======== Entries provided ========
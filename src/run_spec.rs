//! [`RunSpecification`]: boolean-composable observable predicates used to
//! build auto-run toggles, stale conditions, and rerun-on-change triggers.

use std::sync::Arc;

use crate::context::Context;
use crate::subscription::Subscription;

/// An observable boolean predicate over a `Context`.
///
/// Implementors drive modifiers like `enable_automatic_running`,
/// `stale_when`, and `rerun_on_change`. Boolean operators (`!`, `&&`,
/// `||`) compose specs into derived ones whose `subscribe` recomputes
/// from the inputs — see [`Not`], [`And`], [`Or`].
pub trait RunSpecification: Send + Sync {
    /// The predicate's current value.
    fn is_satisfied(&self, ctx: &Context) -> bool;

    /// Registers `on_change`, invoked with the new value whenever this
    /// spec's truth value could have changed. Implementations that have
    /// no underlying signal (e.g. [`AlwaysTrue`]) return a no-op
    /// subscription and never invoke the callback.
    fn subscribe(&self, ctx: &Context, on_change: Box<dyn Fn(bool) + Send + Sync>) -> Subscription;
}

/// Always `true`. Default for `auto_run_predicate`.
#[derive(Debug, Default, Clone, Copy)]
pub struct AlwaysTrue;

impl RunSpecification for AlwaysTrue {
    fn is_satisfied(&self, _ctx: &Context) -> bool {
        true
    }
    fn subscribe(&self, _ctx: &Context, _on_change: Box<dyn Fn(bool) + Send + Sync>) -> Subscription {
        Subscription::noop()
    }
}

/// Always `true`, used as `stale_predicate`'s conjunction identity so
/// composing no `stale_when` modifiers still means "always stale".
#[derive(Debug, Default, Clone, Copy)]
pub struct AlwaysStale;

impl RunSpecification for AlwaysStale {
    fn is_satisfied(&self, _ctx: &Context) -> bool {
        true
    }
    fn subscribe(&self, _ctx: &Context, _on_change: Box<dyn Fn(bool) + Send + Sync>) -> Subscription {
        Subscription::noop()
    }
}

/// Always `false`.
#[derive(Debug, Default, Clone, Copy)]
pub struct Never;

impl RunSpecification for Never {
    fn is_satisfied(&self, _ctx: &Context) -> bool {
        false
    }
    fn subscribe(&self, _ctx: &Context, _on_change: Box<dyn Fn(bool) + Send + Sync>) -> Subscription {
        Subscription::noop()
    }
}

/// A boolean-valued [`RunSpecification`] backed by a plain closure, with
/// no notion of change notification. Useful for `stale_when`'s
/// state-predicate variant.
pub struct Predicate<F>(F);

impl<F> Predicate<F>
where
    F: Fn(&Context) -> bool + Send + Sync,
{
    /// Wraps `f` as a `RunSpecification`.
    pub fn new(f: F) -> Self {
        Self(f)
    }
}

impl<F> RunSpecification for Predicate<F>
where
    F: Fn(&Context) -> bool + Send + Sync,
{
    fn is_satisfied(&self, ctx: &Context) -> bool {
        (self.0)(ctx)
    }
    fn subscribe(&self, _ctx: &Context, _on_change: Box<dyn Fn(bool) + Send + Sync>) -> Subscription {
        Subscription::noop()
    }
}

/// Logical negation of an inner spec.
pub struct Not(pub Arc<dyn RunSpecification>);

impl RunSpecification for Not {
    fn is_satisfied(&self, ctx: &Context) -> bool {
        !self.0.is_satisfied(ctx)
    }
    fn subscribe(&self, ctx: &Context, on_change: Box<dyn Fn(bool) + Send + Sync>) -> Subscription {
        self.0.subscribe(ctx, Box::new(move |v| on_change(!v)))
    }
}

/// Logical conjunction of two specs: recomputes when either changes.
pub struct And(pub Arc<dyn RunSpecification>, pub Arc<dyn RunSpecification>);

impl RunSpecification for And {
    fn is_satisfied(&self, ctx: &Context) -> bool {
        self.0.is_satisfied(ctx) && self.1.is_satisfied(ctx)
    }
    fn subscribe(&self, ctx: &Context, on_change: Box<dyn Fn(bool) + Send + Sync>) -> Subscription {
        let on_change = Arc::new(on_change);
        let a = Arc::clone(&self.0);
        let b = Arc::clone(&self.1);
        let ctx_a = ctx.clone();
        let ctx_b = ctx.clone();
        let oc1 = Arc::clone(&on_change);
        let sub_a = self.0.subscribe(
            ctx,
            Box::new(move |_| oc1(a.is_satisfied(&ctx_a) && b.is_satisfied(&ctx_a))),
        );
        let a2 = Arc::clone(&self.0);
        let b2 = Arc::clone(&self.1);
        let sub_b = self.1.subscribe(
            ctx,
            Box::new(move |_| on_change(a2.is_satisfied(&ctx_b) && b2.is_satisfied(&ctx_b))),
        );
        Subscription::combined(vec![sub_a, sub_b])
    }
}

/// Logical disjunction of two specs: recomputes when either changes.
pub struct Or(pub Arc<dyn RunSpecification>, pub Arc<dyn RunSpecification>);

impl RunSpecification for Or {
    fn is_satisfied(&self, ctx: &Context) -> bool {
        self.0.is_satisfied(ctx) || self.1.is_satisfied(ctx)
    }
    fn subscribe(&self, ctx: &Context, on_change: Box<dyn Fn(bool) + Send + Sync>) -> Subscription {
        let on_change = Arc::new(on_change);
        let a = Arc::clone(&self.0);
        let b = Arc::clone(&self.1);
        let ctx_a = ctx.clone();
        let ctx_b = ctx.clone();
        let oc1 = Arc::clone(&on_change);
        let sub_a = self.0.subscribe(
            ctx,
            Box::new(move |_| oc1(a.is_satisfied(&ctx_a) || b.is_satisfied(&ctx_a))),
        );
        let a2 = Arc::clone(&self.0);
        let b2 = Arc::clone(&self.1);
        let sub_b = self.1.subscribe(
            ctx,
            Box::new(move |_| on_change(a2.is_satisfied(&ctx_b) || b2.is_satisfied(&ctx_b))),
        );
        Subscription::combined(vec![sub_a, sub_b])
    }
}

/// Extension methods for composing `Arc<dyn RunSpecification>` values with
/// `!`/`&`/`|`-like ergonomics without operator-overload trait gymnastics
/// over `dyn` objects.
pub trait RunSpecificationExt {
    /// `!self`.
    fn negated(self) -> Arc<dyn RunSpecification>;
    /// `self && other`.
    fn and(self, other: Arc<dyn RunSpecification>) -> Arc<dyn RunSpecification>;
    /// `self || other`.
    fn or(self, other: Arc<dyn RunSpecification>) -> Arc<dyn RunSpecification>;
}

impl RunSpecificationExt for Arc<dyn RunSpecification> {
    fn negated(self) -> Arc<dyn RunSpecification> {
        Arc::new(Not(self))
    }
    fn and(self, other: Arc<dyn RunSpecification>) -> Arc<dyn RunSpecification> {
        Arc::new(And(self, other))
    }
    fn or(self, other: Arc<dyn RunSpecification>) -> Arc<dyn RunSpecification> {
        Arc::new(Or(self, other))
    }
}

#[cfg(test)]
mod tests {
    use super::*;

    #[test]
    fn and_or_not_compose() {
        let ctx = Context::new();
        let t: Arc<dyn RunSpecification> = Arc::new(AlwaysTrue);
        let f: Arc<dyn RunSpecification> = Arc::new(Never);

        assert!(t.clone().and(t.clone()).is_satisfied(&ctx));
        assert!(!t.clone().and(f.clone()).is_satisfied(&ctx));
        assert!(t.clone().or(f.clone()).is_satisfied(&ctx));
        assert!(!f.clone().or(f.clone()).is_satisfied(&ctx));
        assert!(!t.negated().is_satisfied(&ctx));
    }
}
========
Return all lines from the entries that contain the string "trait".

pub trait RunSpecification: Send + Sync {
/// `!`/`&`/`|`-like ergonomics without operator-overload trait gymnastics
pub trait RunSpecificationExt {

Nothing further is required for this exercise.